Review: The Gunslinger


The Gunslinger
The Gunslinger by Stephen King

My rating: 1 of 5 stars



I had this vague memory of reading this back when I was a teenager, and enjoying the atmosphere, so I thought I'd try it again now that King has finished the series. All I can say is that I've either confused it with another book, or I was using a different brain back then; this is awful.

The style is overblown and over-sylised. The language is angsty and melodramatic. The villain wears a black hooded robe and capers madly while cackling and setting elaborate traps for no reason; I don't think he has actually twirled a moustache or tied anyone to railroad tracks yet, but it's early days still. Our hero is an arse-hat teen male empowerment fantasy. He's dark and mysterious and never shows emotion. He goes by a title - "gunslinger" - instead of a name. He carries guns when no one else has them, so he's powerful. He wanders into a town so poor they eat dirt, flashing gold coins and not asking for change, so he's rich.

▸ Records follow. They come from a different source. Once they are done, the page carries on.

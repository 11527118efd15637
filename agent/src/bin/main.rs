use std::path::Path;

use anyhow::Context;
use clap::Parser;
use tally::{plugin::InputRegistry, Config};
use tally_agent::{init_logger, parse_input_filter, registry};

const BINARY: &str = env!("CARGO_BIN_NAME");

/// Main agent function.
///
/// The steps are:
/// - build the registry of the available plugins
/// - parse the CLI
/// - run the command, loading the config files if needed
///
/// About errors: we use `anyhow::Result` and `context` instead of `expect` to get
/// nicer error messages (`expect` prints errors with `Debug`).
fn main() -> anyhow::Result<()> {
    init_logger();

    let registry = registry();
    let args = cli::Cli::parse();
    log::debug!("starting {BINARY} v{}", env!("CARGO_PKG_VERSION"));

    match args.command.unwrap_or(cli::Command::Check) {
        cli::Command::Check => {
            let config = load(&registry, &args.common)?;
            print_inputs(&config);
        }
        cli::Command::SampleConfig => {
            let sample = Config::sample_config(&registry).context("could not generate the sample config")?;
            print!("{sample}");
        }
        cli::Command::Plugins => {
            println!("Available plugins:");
            for name in registry.names() {
                if let Some(input) = registry.create(name) {
                    println!("- {name}: {}", input.description());
                }
            }
        }
    }
    Ok(())
}

/// Loads the config file, then the config directory if there is one.
fn load<'r>(registry: &'r InputRegistry, args: &cli::CommonArgs) -> anyhow::Result<Config<'r>> {
    let input_filter = args.input_filter.as_deref().map(parse_input_filter).unwrap_or_default();
    let mut config = Config::new(registry).with_input_filter(input_filter);

    let file = Path::new(&args.config);
    config
        .load_config(file)
        .with_context(|| format!("could not load config file {}", file.display()))?;

    if let Some(dir) = &args.config_directory {
        config
            .load_directory(dir)
            .with_context(|| format!("could not load config directory {dir}"))?;
    }
    Ok(config)
}

fn print_inputs(config: &Config<'_>) {
    println!("Loaded {} inputs:", config.inputs().len());
    for input in config.inputs() {
        let interval = config.effective_interval(input);
        let filter = if input.config.filter.is_active() {
            "filtered"
        } else {
            "unfiltered"
        };
        let tags: Vec<_> = input.config.tags.iter().map(|(k, v)| format!("{k}={v}")).collect();
        println!(
            "- {} (interval: {}, {filter}, tags: [{}])",
            input.config.measurement_name(input.name()),
            humantime::format_duration(interval),
            tags.join(", ")
        );
    }
}

mod cli {
    use clap::{Args, Parser, Subcommand};

    // NOTE: the doc comment attached to `Cli` is used by clap as the description of
    // the application. It is displayed at the start of the help message.

    /// Tally agent: resolve the configuration of telemetry inputs.
    #[derive(Parser)]
    #[command(version)]
    pub struct Cli {
        #[command(subcommand)]
        pub command: Option<Command>,

        #[command(flatten)]
        pub common: CommonArgs,
    }

    #[derive(Subcommand)]
    pub enum Command {
        /// Load the configuration and print the resolved inputs.
        ///
        /// This is the default command.
        Check,

        /// Print a sample configuration with every available plugin.
        SampleConfig,

        /// Print the available plugins.
        Plugins,
    }

    /// Common CLI arguments.
    #[derive(Args, Clone)]
    pub struct CommonArgs {
        /// Path to the config file.
        #[arg(long, env = "TALLY_CONFIG", default_value = "tally.conf", global = true)]
        pub config: String,

        /// Directory of additional config files, loaded after the config file in name order.
        #[arg(long, env = "TALLY_CONFIG_DIRECTORY", global = true)]
        pub config_directory: Option<String>,

        /// Inputs to load, separated by colons, ex. `memcached:exec`.
        ///
        /// The other inputs of the config are ignored.
        #[arg(long, global = true)]
        pub input_filter: Option<String>,
    }
}
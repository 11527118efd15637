//! Configuration loading.
//!
//! A [`Config`] resolves configuration files into an ordered list of [`RunningInput`].
//! The list is built by [`Config::load_config`], which replaces it, and extended by
//! [`Config::load_directory`], which appends the inputs of every file of a directory,
//! in file name order.
//!
//! ```no_run
//! use tally::{config::Config, plugin::InputRegistry};
//!
//! # fn main() -> Result<(), tally::config::ConfigError> {
//! let registry = InputRegistry::new();
//! let mut config = Config::new(&registry);
//! config.load_config("/etc/tally/tally.conf")?;
//! config.load_directory("/etc/tally/tally.d")?;
//! for input in config.inputs() {
//!     println!("{} every {:?}", input.name(), config.effective_interval(input));
//! }
//! # Ok(())
//! # }
//! ```
use std::{
    collections::BTreeMap,
    ffi::OsStr,
    fs,
    path::{Path, PathBuf},
    time::Duration,
};

use crate::{plugin::InputRegistry, running::RunningInput};

pub use agent::AgentConfig;
pub use document::{ConfigBlock, Document, RESERVED_KEYS};
pub use error::{BadTypeError, ConfigError, DocumentError, InvalidSubstitutionError};
pub use substitute::substitute_env;

mod agent;
mod bind;
pub mod document;
mod error;
mod substitute;

/// Extensions of the files picked by [`Config::load_directory`].
pub const CONFIG_FILE_EXTENSIONS: [&str; 2] = ["conf", "toml"];

/// The resolved configuration of an agent.
#[derive(Debug)]
pub struct Config<'r> {
    registry: &'r InputRegistry,
    agent: AgentConfig,
    tags: BTreeMap<String, String>,
    input_filter: Vec<String>,
    inputs: Vec<RunningInput>,
}

/// What one file contributes to the configuration.
struct Loaded {
    agent: Option<toml::Table>,
    tags: Option<BTreeMap<String, String>>,
    inputs: Vec<RunningInput>,
}

impl<'r> Config<'r> {
    /// Creates an empty configuration that resolves the plugins with `registry`.
    pub fn new(registry: &'r InputRegistry) -> Self {
        Self {
            registry,
            agent: AgentConfig::default(),
            tags: BTreeMap::new(),
            input_filter: Vec::new(),
            inputs: Vec::new(),
        }
    }

    /// Only binds the inputs whose type is in `names`. An empty list binds everything.
    pub fn with_input_filter(mut self, names: impl IntoIterator<Item = impl Into<String>>) -> Self {
        self.input_filter = names.into_iter().map(Into::into).collect();
        self
    }

    /// Loads a configuration file and replaces the current inputs, agent settings and tags.
    ///
    /// On error, the configuration is left unchanged.
    pub fn load_config(&mut self, path: impl AsRef<Path>) -> Result<(), ConfigError> {
        let path = path.as_ref();
        let loaded = self.load_file(path)?;
        let agent = merge_agent(&AgentConfig::default(), loaded.agent, path)?;
        self.inputs = loaded.inputs;
        self.agent = agent;
        self.tags = loaded.tags.unwrap_or_default();
        Ok(())
    }

    /// Loads every config file of a directory, sorted by name, and appends their inputs.
    ///
    /// The `[agent]` keys and the tags of the files override the current ones, key by key:
    /// a file that only sets `interval` keeps the other agent settings. Either every file
    /// is loaded, or the configuration is left unchanged.
    pub fn load_directory(&mut self, path: impl AsRef<Path>) -> Result<(), ConfigError> {
        let path = path.as_ref();
        let files = config_files(path)?;

        let mut staged_inputs = Vec::new();
        let mut staged_agent = self.agent.clone();
        let mut staged_tags = BTreeMap::new();
        for file in &files {
            let loaded = self.load_file(file)?;
            staged_inputs.extend(loaded.inputs);
            staged_agent = merge_agent(&staged_agent, loaded.agent, file)?;
            if let Some(tags) = loaded.tags {
                staged_tags.extend(tags);
            }
        }

        log::debug!(
            "loaded {} inputs from {} files in {}",
            staged_inputs.len(),
            files.len(),
            path.display()
        );
        self.inputs.extend(staged_inputs);
        self.agent = staged_agent;
        self.tags.extend(staged_tags);
        Ok(())
    }

    fn load_file(&self, path: &Path) -> Result<Loaded, ConfigError> {
        let content = fs::read_to_string(path).map_err(|source| ConfigError::FileRead {
            path: path.to_owned(),
            source,
        })?;
        let doc = document::parse(&content).map_err(|e| match e {
            DocumentError::UnsupportedSection(section) => ConfigError::UnsupportedSection {
                file: path.to_owned(),
                section,
            },
            source => ConfigError::Parse {
                file: path.to_owned(),
                source,
            },
        })?;

        let mut inputs = Vec::with_capacity(doc.inputs.len());
        for block in doc.inputs {
            if !self.is_selected(&block.type_name) {
                log::debug!("skipping input {}: excluded by the input filter", block.type_name);
                continue;
            }
            let input = bind::bind(self.registry, block, path)?;
            log::debug!(
                "bound input {} (interval: {:?}, filter active: {})",
                input.name(),
                input.config.interval,
                input.config.filter.is_active()
            );
            inputs.push(input);
        }
        log::info!("loaded {} inputs from {}", inputs.len(), path.display());
        Ok(Loaded {
            agent: doc.agent,
            tags: doc.tags,
            inputs,
        })
    }

    fn is_selected(&self, type_name: &str) -> bool {
        self.input_filter.is_empty() || self.input_filter.iter().any(|name| name == type_name)
    }

    /// The resolved inputs, in load order.
    pub fn inputs(&self) -> &[RunningInput] {
        &self.inputs
    }

    pub fn into_inputs(self) -> Vec<RunningInput> {
        self.inputs
    }

    /// The type names of the resolved inputs, in load order (with duplicates).
    pub fn input_names(&self) -> Vec<&str> {
        self.inputs.iter().map(RunningInput::name).collect()
    }

    pub fn agent(&self) -> &AgentConfig {
        &self.agent
    }

    /// Global tags.
    pub fn tags(&self) -> &BTreeMap<String, String> {
        &self.tags
    }

    /// The collection interval of an input: its own, or the agent interval if it has none.
    pub fn effective_interval(&self, input: &RunningInput) -> Duration {
        if input.config.interval.is_zero() {
            self.agent.interval
        } else {
            input.config.interval
        }
    }

    /// Renders a commented configuration with the agent defaults and every registered input.
    pub fn sample_config(registry: &InputRegistry) -> Result<String, toml::ser::Error> {
        let agent = toml::to_string(&AgentConfig::default())?;
        let mut out = format!("# Agent settings\n[agent]\n{agent}\n# Global tags\n[tags]\n");
        for name in registry.names() {
            let Some(input) = registry.create(name) else {
                continue;
            };
            out.push_str(&format!("\n# {}\n[[inputs.{name}]]\n", input.description()));
            out.push_str(input.sample_config());
        }
        Ok(out)
    }
}

/// Applies the `[agent]` section of `file`, if any, on top of `agent`.
fn merge_agent(agent: &AgentConfig, table: Option<toml::Table>, file: &Path) -> Result<AgentConfig, ConfigError> {
    match table {
        Some(table) => agent.merged(table).map_err(|e| ConfigError::Parse {
            file: file.to_owned(),
            source: DocumentError::Agent(e),
        }),
        None => Ok(agent.clone()),
    }
}

/// Lists the config files of a directory, sorted by name.
fn config_files(dir: &Path) -> Result<Vec<PathBuf>, ConfigError> {
    let not_found = || ConfigError::DirectoryNotFound { path: dir.to_owned() };
    if !dir.is_dir() {
        return Err(not_found());
    }
    let read_err = |source| ConfigError::FileRead {
        path: dir.to_owned(),
        source,
    };

    let mut files = Vec::new();
    for entry in fs::read_dir(dir).map_err(read_err)? {
        let path = entry.map_err(read_err)?.path();
        let has_config_ext = path
            .extension()
            .and_then(OsStr::to_str)
            .is_some_and(|ext| CONFIG_FILE_EXTENSIONS.contains(&ext));
        if has_config_ext && path.is_file() {
            files.push(path);
        } else {
            log::debug!("ignoring {} in config directory", path.display());
        }
    }
    files.sort_by(|a, b| a.file_name().cmp(&b.file_name()));
    Ok(files)
}
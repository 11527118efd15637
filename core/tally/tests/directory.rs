use std::{fs, time::Duration};

use indoc::indoc;
use pretty_assertions::assert_eq;
use tally::{
    config::{AgentConfig, Config, ConfigError, DocumentError},
    parsers::DataFormat,
};

mod common;
use common::{registry, strings, testdata, Exec, Memcached, Procstat};

#[test]
fn merge_subconfig() -> anyhow::Result<()> {
    let _ = env_logger::builder().is_test(true).try_init();

    let registry = registry();
    let mut config = Config::new(&registry);
    config.load_config(testdata("single_plugin.toml"))?;
    config.load_directory(testdata("subconfig"))?;

    assert_eq!(config.input_names(), vec!["memcached", "exec", "memcached", "procstat"]);
    let inputs = config.inputs();

    let first = inputs[0].input_as::<Memcached>().unwrap();
    assert_eq!(first.servers, strings(&["localhost"]));

    let exec = inputs[1].input_as::<Exec>().unwrap();
    assert_eq!(exec.command, "/usr/bin/myothercollector --foo=bar");
    let parser = exec.parser.as_ref().expect("the exec input should have a parser");
    assert_eq!(parser.data_format(), DataFormat::Influx);
    assert_eq!(inputs[1].config.measurement_suffix, "_myothercollector");
    assert_eq!(inputs[1].config.measurement_name("exec"), "exec_myothercollector");
    assert!(!inputs[1].config.filter.is_active());
    assert!(inputs[1].config.tags.is_empty());

    let second = inputs[2].input_as::<Memcached>().unwrap();
    assert_eq!(second.servers, strings(&["192.168.1.1"]));
    // same settings as the main file, but a distinct entry
    assert_eq!(inputs[2].config, inputs[0].config);
    assert_eq!(inputs[2].config.interval, Duration::from_secs(5));

    let procstat = inputs[3].input_as::<Procstat>().unwrap();
    assert_eq!(procstat.pid_file, "/var/run/grafana-server.pid");
    Ok(())
}

#[test]
fn files_are_sorted_by_name() -> anyhow::Result<()> {
    let dir = tempfile::tempdir()?;
    fs::write(dir.path().join("b.conf"), "[[inputs.procstat]]\n")?;
    fs::write(dir.path().join("a.conf"), "[[inputs.memcached]]\n[[inputs.exec]]\n")?;
    fs::write(dir.path().join("c.toml"), "[[inputs.memcached]]\n")?;
    fs::write(dir.path().join("ignored.txt"), "[[inputs.unknown]]\n")?;

    let main = tempfile::NamedTempFile::new()?;
    fs::write(main.path(), "[[inputs.exec]]\n")?;

    let registry = registry();
    let mut config = Config::new(&registry);
    config.load_config(main.path())?;
    config.load_directory(dir.path())?;
    assert_eq!(
        config.input_names(),
        vec!["exec", "memcached", "exec", "procstat", "memcached"]
    );
    Ok(())
}

#[test]
fn appends_without_main_file() -> anyhow::Result<()> {
    let registry = registry();
    let mut config = Config::new(&registry);
    config.load_directory(testdata("subconfig"))?;
    config.load_directory(testdata("subconfig"))?;
    assert_eq!(
        config.input_names(),
        vec!["exec", "memcached", "procstat", "exec", "memcached", "procstat"]
    );
    Ok(())
}

#[test]
fn empty_directory() -> anyhow::Result<()> {
    let dir = tempfile::tempdir()?;
    let registry = registry();
    let mut config = Config::new(&registry);
    config.load_config(testdata("single_plugin.toml"))?;
    config.load_directory(dir.path())?;
    assert_eq!(config.input_names(), vec!["memcached"]);
    Ok(())
}

#[test]
fn missing_directory() {
    let registry = registry();
    let mut config = Config::new(&registry);
    let res = config.load_directory(testdata("does-not-exist"));
    assert!(matches!(res, Err(ConfigError::DirectoryNotFound { .. })));
}

#[test]
fn failure_rolls_back_the_whole_directory() -> anyhow::Result<()> {
    let dir = tempfile::tempdir()?;
    fs::write(
        dir.path().join("10-good.conf"),
        indoc! {r#"
            [agent]
              interval = "1m"
            [tags]
              rack = "r1"
            [[inputs.memcached]]
        "#},
    )?;
    fs::write(dir.path().join("20-bad.conf"), "[[inputs.memcached]]\n[[inputs.postgresql]]\n")?;

    let registry = registry();
    let mut config = Config::new(&registry);
    config.load_config(testdata("single_plugin.toml"))?;

    let err = config.load_directory(dir.path()).unwrap_err();
    assert!(matches!(&err, ConfigError::UnknownPluginType { name, .. } if name == "postgresql"));
    assert_eq!(err.path(), dir.path().join("20-bad.conf"));

    assert_eq!(config.input_names(), vec!["memcached"]);
    assert_eq!(config.agent().interval, Duration::from_secs(10));
    assert!(config.tags().is_empty());
    Ok(())
}

#[test]
fn agent_keys_and_tags_merged() -> anyhow::Result<()> {
    let dir = tempfile::tempdir()?;
    let main = dir.path().join("tally.conf");
    let sub = dir.path().join("tally.d");
    fs::create_dir(&sub)?;
    fs::write(
        &main,
        indoc! {r#"
            [agent]
              interval = "1m"
              hostname = "db01"
              metric_buffer_limit = 50
            [tags]
              dc = "eu"
              rack = "r1"
        "#},
    )?;
    fs::write(sub.join("a.conf"), "[agent]\ndebug = true\n[tags]\nrack = \"r2\"\n")?;
    fs::write(sub.join("b.conf"), "[agent]\ninterval = \"30s\"\n[tags]\nrole = \"cache\"\n")?;

    let registry = registry();
    let mut config = Config::new(&registry);
    config.load_config(&main)?;
    config.load_directory(&sub)?;

    // only the keys set by the directory files change
    let expected = AgentConfig {
        interval: Duration::from_secs(30),
        hostname: String::from("db01"),
        metric_buffer_limit: 50,
        debug: true,
        ..Default::default()
    };
    assert_eq!(config.agent(), &expected);
    let tags: Vec<_> = config.tags().iter().map(|(k, v)| (k.as_str(), v.as_str())).collect();
    assert_eq!(tags, vec![("dc", "eu"), ("rack", "r2"), ("role", "cache")]);
    Ok(())
}

#[test]
fn invalid_agent_key_in_directory() -> anyhow::Result<()> {
    let dir = tempfile::tempdir()?;
    fs::write(dir.path().join("agent.conf"), "[agent]\nflush_intervall = \"1s\"\n")?;

    let registry = registry();
    let mut config = Config::new(&registry);
    let err = config.load_directory(dir.path()).unwrap_err();
    assert!(matches!(&err, ConfigError::Parse { source: DocumentError::Agent(_), .. }));
    assert_eq!(err.path(), dir.path().join("agent.conf"));
    assert_eq!(config.agent(), &AgentConfig::default());
    Ok(())
}

#[test]
fn input_filter_applies_to_directories() -> anyhow::Result<()> {
    let registry = registry();
    let mut config = Config::new(&registry).with_input_filter(["memcached", "procstat"]);
    config.load_directory(testdata("subconfig"))?;
    assert_eq!(config.input_names(), vec!["memcached", "procstat"]);
    Ok(())
}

And yet he doesn't need his money because the womenfolk of this amazingly poor town want nothing from him but sex in exchange for the information and supplies he needs; despite being silent and cold, he is also irresistible.

All of which might not bother me that much, but he's also boring and evil, so I'm not inclined to cut King any slack. Boring because, as much as the language of the book tries to sell him as hard and enigmatic, his actual words and actions come across as wooden and two-dimensional. He doesn't care about anyone in this town; only his quarry, the man in black. He barely notices the woman he's sleeping with, except as a source of information about the man in black. He doesn't even care about the pregnant madwoman (who is also a priest, in case that pushes some additional outrage button for you) that he rapes with the barrel of his gun. He doesn't do it because he particularly wants to - or in spite of particularly _not_ wanting to, because after all he has no emotions, ever - he just does it because it's the most convenient way of torturing her into giving him information about... the man in black. The end of _that_ scene is where I put down the book, with no desire to go back. It's like King actually said to himself "well, I need to get my readers emotionally involved in this book, and I don't want to have to write any plot or characters with any depth, so how can I offend as many people as possible?" And he doesn't even do that particularly skillfully; not that I wanted any more details, but it's more a laundry list of offensive factoids about his victim than an actual description of an offensive scene. Possibly because we weren't supposed to notice that our "hero" was raping a woman with his gun? Yeah, sorry Stephen; that little detail did creep through the cloying prose somehow. If someone shot the Gunslinger in the head at this point in the story, I would stand on my chair and applaud.

So I'm only 80 pages in and I'm giving up, but I've had enough. So far we've had no plot whatsoever, but I can't imagine this character doing anything that I'd care about anyways.